**TASK TO COMPLETE**
What lines below include the string "info"? Pick them out and copy them.

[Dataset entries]
= Beginning of Section =
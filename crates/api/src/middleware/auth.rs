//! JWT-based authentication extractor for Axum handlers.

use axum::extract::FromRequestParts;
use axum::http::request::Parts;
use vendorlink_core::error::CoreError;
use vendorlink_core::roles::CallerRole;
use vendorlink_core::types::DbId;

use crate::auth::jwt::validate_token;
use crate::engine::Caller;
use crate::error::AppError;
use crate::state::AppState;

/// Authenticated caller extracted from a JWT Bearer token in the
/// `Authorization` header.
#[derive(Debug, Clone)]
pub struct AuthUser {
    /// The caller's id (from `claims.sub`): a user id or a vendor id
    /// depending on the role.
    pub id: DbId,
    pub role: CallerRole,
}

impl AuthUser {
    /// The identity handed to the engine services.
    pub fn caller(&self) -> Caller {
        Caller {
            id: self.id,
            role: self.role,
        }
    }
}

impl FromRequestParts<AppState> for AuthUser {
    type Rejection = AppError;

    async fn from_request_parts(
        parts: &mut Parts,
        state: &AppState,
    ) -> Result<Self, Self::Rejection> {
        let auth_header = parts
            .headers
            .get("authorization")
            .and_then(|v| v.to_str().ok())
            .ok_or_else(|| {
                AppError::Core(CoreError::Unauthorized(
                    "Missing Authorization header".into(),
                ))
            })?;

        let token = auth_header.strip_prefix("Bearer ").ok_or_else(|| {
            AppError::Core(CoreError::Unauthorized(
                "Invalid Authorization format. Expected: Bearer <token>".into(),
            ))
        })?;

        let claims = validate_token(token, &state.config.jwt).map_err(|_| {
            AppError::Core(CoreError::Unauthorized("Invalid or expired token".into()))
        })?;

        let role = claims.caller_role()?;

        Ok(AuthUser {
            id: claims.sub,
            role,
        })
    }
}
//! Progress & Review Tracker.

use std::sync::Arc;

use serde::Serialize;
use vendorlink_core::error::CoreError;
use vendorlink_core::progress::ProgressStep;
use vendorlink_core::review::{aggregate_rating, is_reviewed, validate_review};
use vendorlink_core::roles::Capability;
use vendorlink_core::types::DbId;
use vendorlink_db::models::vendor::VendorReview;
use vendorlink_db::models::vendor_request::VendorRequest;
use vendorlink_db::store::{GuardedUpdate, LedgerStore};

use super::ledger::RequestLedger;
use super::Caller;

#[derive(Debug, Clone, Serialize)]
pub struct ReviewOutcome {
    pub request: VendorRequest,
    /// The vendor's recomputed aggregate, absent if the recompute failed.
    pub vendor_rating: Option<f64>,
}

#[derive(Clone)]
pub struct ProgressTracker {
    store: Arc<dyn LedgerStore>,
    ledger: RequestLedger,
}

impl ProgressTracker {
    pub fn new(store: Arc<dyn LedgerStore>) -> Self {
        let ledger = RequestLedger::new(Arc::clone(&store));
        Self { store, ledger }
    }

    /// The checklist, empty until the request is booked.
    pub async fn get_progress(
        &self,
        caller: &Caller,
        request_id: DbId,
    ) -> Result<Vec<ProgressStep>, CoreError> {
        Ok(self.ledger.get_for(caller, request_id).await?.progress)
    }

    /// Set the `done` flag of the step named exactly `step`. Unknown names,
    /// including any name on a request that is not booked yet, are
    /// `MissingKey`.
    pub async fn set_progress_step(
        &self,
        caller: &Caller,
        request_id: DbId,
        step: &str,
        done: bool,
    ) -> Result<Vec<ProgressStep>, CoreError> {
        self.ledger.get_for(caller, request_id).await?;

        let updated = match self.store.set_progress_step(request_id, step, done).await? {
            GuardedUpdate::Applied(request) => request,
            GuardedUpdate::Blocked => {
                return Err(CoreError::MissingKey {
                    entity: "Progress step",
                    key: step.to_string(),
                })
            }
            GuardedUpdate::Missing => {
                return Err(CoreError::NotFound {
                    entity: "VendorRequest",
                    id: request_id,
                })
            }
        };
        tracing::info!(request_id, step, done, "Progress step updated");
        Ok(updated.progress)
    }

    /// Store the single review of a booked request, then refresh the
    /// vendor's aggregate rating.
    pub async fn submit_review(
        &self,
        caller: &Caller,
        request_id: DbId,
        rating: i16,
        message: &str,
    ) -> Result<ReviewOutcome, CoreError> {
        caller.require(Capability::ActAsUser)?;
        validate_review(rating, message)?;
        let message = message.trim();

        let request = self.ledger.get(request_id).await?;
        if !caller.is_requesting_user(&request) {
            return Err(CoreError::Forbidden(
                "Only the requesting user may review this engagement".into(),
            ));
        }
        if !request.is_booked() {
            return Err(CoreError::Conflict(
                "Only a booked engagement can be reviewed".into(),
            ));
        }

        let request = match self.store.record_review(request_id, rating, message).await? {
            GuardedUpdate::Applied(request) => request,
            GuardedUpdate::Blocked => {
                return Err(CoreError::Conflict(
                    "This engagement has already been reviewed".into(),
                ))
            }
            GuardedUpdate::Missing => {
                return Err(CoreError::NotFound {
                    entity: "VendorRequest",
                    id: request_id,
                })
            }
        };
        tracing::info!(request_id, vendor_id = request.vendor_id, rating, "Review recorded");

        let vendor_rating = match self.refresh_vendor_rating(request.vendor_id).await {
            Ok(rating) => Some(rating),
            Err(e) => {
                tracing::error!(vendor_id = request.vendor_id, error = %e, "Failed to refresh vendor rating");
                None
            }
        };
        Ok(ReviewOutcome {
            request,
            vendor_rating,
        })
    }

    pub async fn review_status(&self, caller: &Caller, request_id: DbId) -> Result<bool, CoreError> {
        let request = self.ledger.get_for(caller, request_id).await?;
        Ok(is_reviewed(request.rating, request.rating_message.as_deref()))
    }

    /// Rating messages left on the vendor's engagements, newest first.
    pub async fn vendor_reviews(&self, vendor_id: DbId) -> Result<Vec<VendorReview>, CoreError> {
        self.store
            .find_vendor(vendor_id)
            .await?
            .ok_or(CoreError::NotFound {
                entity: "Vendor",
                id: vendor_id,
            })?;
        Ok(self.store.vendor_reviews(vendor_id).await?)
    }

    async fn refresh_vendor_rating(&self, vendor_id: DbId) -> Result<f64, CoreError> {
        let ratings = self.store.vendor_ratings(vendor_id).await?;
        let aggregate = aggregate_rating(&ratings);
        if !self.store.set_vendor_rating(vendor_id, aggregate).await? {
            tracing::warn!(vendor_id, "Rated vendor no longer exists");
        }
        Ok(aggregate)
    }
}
= End of Section =
**TASK ANSWER**
        tracing::info!(request_id, step, done, "Progress step updated");
        tracing::info!(request_id, vendor_id = request.vendor_id, rating, "Review recorded");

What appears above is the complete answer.